Though Maniates failed to make a motion for recusal before the district court, she may still pursue a claim on appeal for failure to recuse due to bias under 28 U.S.C. § 455. United States v. Bosch, 951 F.2d 1546, 1548 (9th Cir. 1991).

Maniates next argues that the court improperly granted judgment as a matter of law to the defendants. We affirm the district court's determination. First, for her First Amendment retaliation claim, Maniates did not present evidence during her case in chief proving that her protected speech was a "substantial or motivating factor" in her termination or in the County's decision not to employ her. See Alpha Energy Savers, Inc. v. Hansen, 381 F.3d 917, 928-29 (9th Cir. 2004), cert. denied subnom. Multnomah County v. Alpha Energy Savers, Inc. 544 U.S. 975, 125 S.Ct. 1838, 161 L.Ed.2d 725 (2005) (stating that there must be "more than `mere evidence' that the defendants were aware of [plaintiff's] expressive conduct in order to establish a genuine material dispute as to whether retaliation was a substantial or motivating factor for their conduct"). Second, a reasonable jury could not have found that Kenneth Kestner acted solely for his own benefit as required for the common law tort of intentional interference with economic relations. Sims v. Software Solutions Unlimited, Inc., 148 Or.App. 358, 939 P.2d 654, 658 (1997) ("[S]o long as the actor's actions are within the scope of his authority and are undertaken at least in part to further the best interests of the employer, it is immaterial that the actor has additional motives.").

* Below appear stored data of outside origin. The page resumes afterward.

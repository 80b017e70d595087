use std::path::Path;

use crate::foundation::error::{CanvasError, CanvasResult};

/// Identifier of a running canvas instance.
///
/// Stable for the lifetime of the canvas and used to derive its socket address. Ids are opaque
/// strings, but must be non-empty and must not contain `/` or NUL so the derived address stays
/// inside the socket directory.
#[derive(Clone, Debug, PartialEq, Eq, Hash, PartialOrd, Ord)]
pub struct CanvasId(String);

impl CanvasId {
    /// Create a validated canvas id.
    pub fn new(id: impl Into<String>) -> CanvasResult<Self> {
        let id = id.into();
        if id.is_empty() {
            return Err(CanvasError::validation("canvas id must be non-empty"));
        }
        if id.contains('/') || id.contains('\0') {
            return Err(CanvasError::validation(format!(
                "canvas id \"{}\" must not contain '/' or NUL",
                id.escape_debug()
            )));
        }
        Ok(Self(id))
    }

    /// Borrow the raw id string.
    pub fn as_str(&self) -> &str {
        &self.0
    }
}

impl std::fmt::Display for CanvasId {
    fn fmt(&self, f: &mut std::fmt::Formatter<'_>) -> std::fmt::Result {
        f.write_str(&self.0)
    }
}

impl std::str::FromStr for CanvasId {
    type Err = CanvasError;

    fn from_str(s: &str) -> Result<Self, Self::Err> {
        Self::new(s)
    }
}

/// Encoded image format produced by the render pipeline.
#[derive(Clone, Copy, Debug, Default, PartialEq, Eq, Hash)]
pub enum OutputFormat {
    /// SVG document (UTF-8 text).
    Svg,
    /// PNG image (binary).
    #[default]
    Png,
}

impl OutputFormat {
    /// Pick a format from an output path: `.svg` selects SVG, anything else PNG.
    pub fn from_path(path: &Path) -> Self {
        match path.extension().and_then(|e| e.to_str()) {
            Some(ext) if ext.eq_ignore_ascii_case("svg") => Self::Svg,
            _ => Self::Png,
        }
    }

    /// Lowercase name, as used in CLI output.
    pub fn as_str(self) -> &'static str {
        match self {
            Self::Svg => "svg",
            Self::Png => "png",
        }
    }
}

#[cfg(test)]
#[path = "../../tests/unit/foundation/core.rs"]
mod tests;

Maniates appeals the district court's judgment as a matter of law on all three claims. However, she does not properly present argument in her opening brief as to her Oregon whistleblower claim, and therefore this claim is deemed abandoned. See Babasa v. LensCrafters, Inc., 498 F.3d 972, 975 n. 1 (9th Cir. 2007) (noting that appellant waived any argument on an issue by failing to address it in its briefs on appeal).